Psychologists are uncovering the surprising influence of geography on our reasoning, behaviour, and sense of self.
As Horace Capron first travelled through Hokkaido in 1871, he searched for a sign of human life among the vast prairies, wooded glades and threatening black mountains. “The stillness of death reigned over this magnificent scene,” he later wrote. “Not a leaf was stirred, not the chirping of a bird or a living thing.” It was, he thought, a timeless place, straight out of pre-history.
“How amazing it is that this rich and beautiful country, the property of one of the oldest and most densely populated nations of the world… should have remained so long unoccupied and almost as unknown as the African deserts,” he added.
This was Japan’s frontier – its own version of the American ‘Wild West’. The northernmost of Japan’s islands, Hokkaido was remote, with a stormy sea separating it from Honshu. Travellers daring to make the crossing would have then had to endure the notoriously brutal winters, rugged volcanic landscape and savage wildlife. And so the Japanese government had largely left it to the indigenous Ainu people, who survived through hunting and fishing.
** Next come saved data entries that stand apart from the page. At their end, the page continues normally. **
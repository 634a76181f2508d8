//! Feature matrix model.

use serde::{Deserialize, Serialize};

use crate::error::{FeatureError, Result};

/// Row-major numeric features, one row per clean-table row.
#[derive(Debug, Clone, PartialEq, Serialize, Deserialize)]
pub struct FeatureMatrix {
    names: Vec<String>,
    rows: Vec<Vec<f64>>,
}

impl FeatureMatrix {
    /// Build a matrix; every row must have one value per feature name.
    pub fn new(names: Vec<String>, rows: Vec<Vec<f64>>) -> Result<Self> {
        if let Some((row, values)) = rows
            .iter()
            .enumerate()
            .find(|(_, r)| r.len() != names.len())
        {
            return Err(FeatureError::RaggedRow {
                row,
                expected: names.len(),
                got: values.len(),
            });
        }
        Ok(Self { names, rows })
    }

    /// Build from column-major vectors of equal length.
    pub fn from_columns(columns: Vec<(String, Vec<f64>)>, n_rows: usize) -> Result<Self> {
        let mut names = Vec::with_capacity(columns.len());
        let mut rows = vec![Vec::with_capacity(columns.len()); n_rows];
        for (name, values) in columns {
            if values.len() != n_rows {
                return Err(FeatureError::RaggedRow {
                    row: values.len().min(n_rows),
                    expected: n_rows,
                    got: values.len(),
                });
            }
            for (row, value) in rows.iter_mut().zip(values) {
                row.push(value);
            }
            names.push(name);
        }
        Ok(Self { names, rows })
    }

    pub fn names(&self) -> &[String] {
        &self.names
    }

    pub fn rows(&self) -> &[Vec<f64>] {
        &self.rows
    }

    pub fn n_rows(&self) -> usize {
        self.rows.len()
    }

    pub fn n_features(&self) -> usize {
        self.names.len()
    }

    pub fn is_empty(&self) -> bool {
        self.rows.is_empty()
    }

    pub fn row(&self, index: usize) -> Option<&[f64]> {
        self.rows.get(index).map(|r| r.as_slice())
    }

    pub fn feature_index(&self, name: &str) -> Option<usize> {
        self.names.iter().position(|n| n == name)
    }

    /// Values of one feature across all rows.
    pub fn column(&self, index: usize) -> Option<Vec<f64>> {
        if index >= self.n_features() {
            return None;
        }
        Some(self.rows.iter().map(|r| r[index]).collect())
    }

    /// True when every row is identical (no feature varies).
    pub fn is_constant(&self) -> bool {
        match self.rows.first() {
            None => true,
            Some(first) => self.rows.iter().all(|r| r == first),
        }
    }
}

#[cfg(test)]
mod tests {
    use super::*;

    fn names(n: &[&str]) -> Vec<String> {
        n.iter().map(|s| s.to_string()).collect()
    }

    #[test]
    fn test_new_and_access() {
        let m = FeatureMatrix::new(names(&["a", "b"]), vec![vec![1.0, 2.0], vec![3.0, 4.0]]).unwrap();
        assert_eq!(m.n_rows(), 2);
        assert_eq!(m.n_features(), 2);
        assert_eq!(m.row(1), Some(&[3.0, 4.0][..]));
        assert_eq!(m.column(1), Some(vec![2.0, 4.0]));
        assert_eq!(m.feature_index("b"), Some(1));
        assert!(m.column(2).is_none());
    }

    #[test]
    fn test_ragged_rows_rejected() {
        let err = FeatureMatrix::new(names(&["a", "b"]), vec![vec![1.0, 2.0], vec![3.0]]).unwrap_err();
        assert_eq!(
            err,
            FeatureError::RaggedRow {
                row: 1,
                expected: 2,
                got: 1
            }
        );
    }

    #[test]
    fn test_from_columns() {
        let m = FeatureMatrix::from_columns(
            vec![("x".to_string(), vec![1.0, 2.0, 3.0]), ("y".to_string(), vec![0.0, 0.0, 1.0])],
            3,
        )
        .unwrap();
        assert_eq!(m.rows()[2], vec![3.0, 1.0]);
        assert_eq!(m.names(), &["x", "y"]);
    }

    #[test]
    fn test_is_constant() {
        let same = FeatureMatrix::new(names(&["a"]), vec![vec![5.0]; 4]).unwrap();
        assert!(same.is_constant());
        let varied = FeatureMatrix::new(names(&["a"]), vec![vec![5.0], vec![6.0]]).unwrap();
        assert!(!varied.is_constant());
    }
}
All that would change in the mid-19th Century. Fearing Russian invasion, the Japanese government decided to reclaim the country’s northland, recruiting former Samurai to settle Hokkaido. Soon others followed suit, with farms, ports, roads, and railways sprouting up across the island. American agriculturists like Capron had been roped in to advise the new settlers on the best ways to farm the land, and within 70 years the population blossomed from a few thousand to more than two million. By the new millennium, it numbered nearly six million.
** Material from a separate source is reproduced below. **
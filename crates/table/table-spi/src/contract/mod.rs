//! Contract module containing trait definitions for table ingestion

mod table_ingestor;

pub use table_ingestor::TableIngestor;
Our thinking may have even been shaped by the kinds of crops our ancestors used to farm
Few people living in Hokkaido today have ever needed to conquer the wilderness themselves. And yet psychologists are finding that the frontier spirit still touches the way they think, feel and reason, compared with people living in Honshu just 54km (33 miles) away. They are more individualistic, prouder of success, more ambitious for personal growth, and less connected to the people around them. In fact, when comparing countries, this ‘cognitive profile’ is closer to America than the rest of Japan.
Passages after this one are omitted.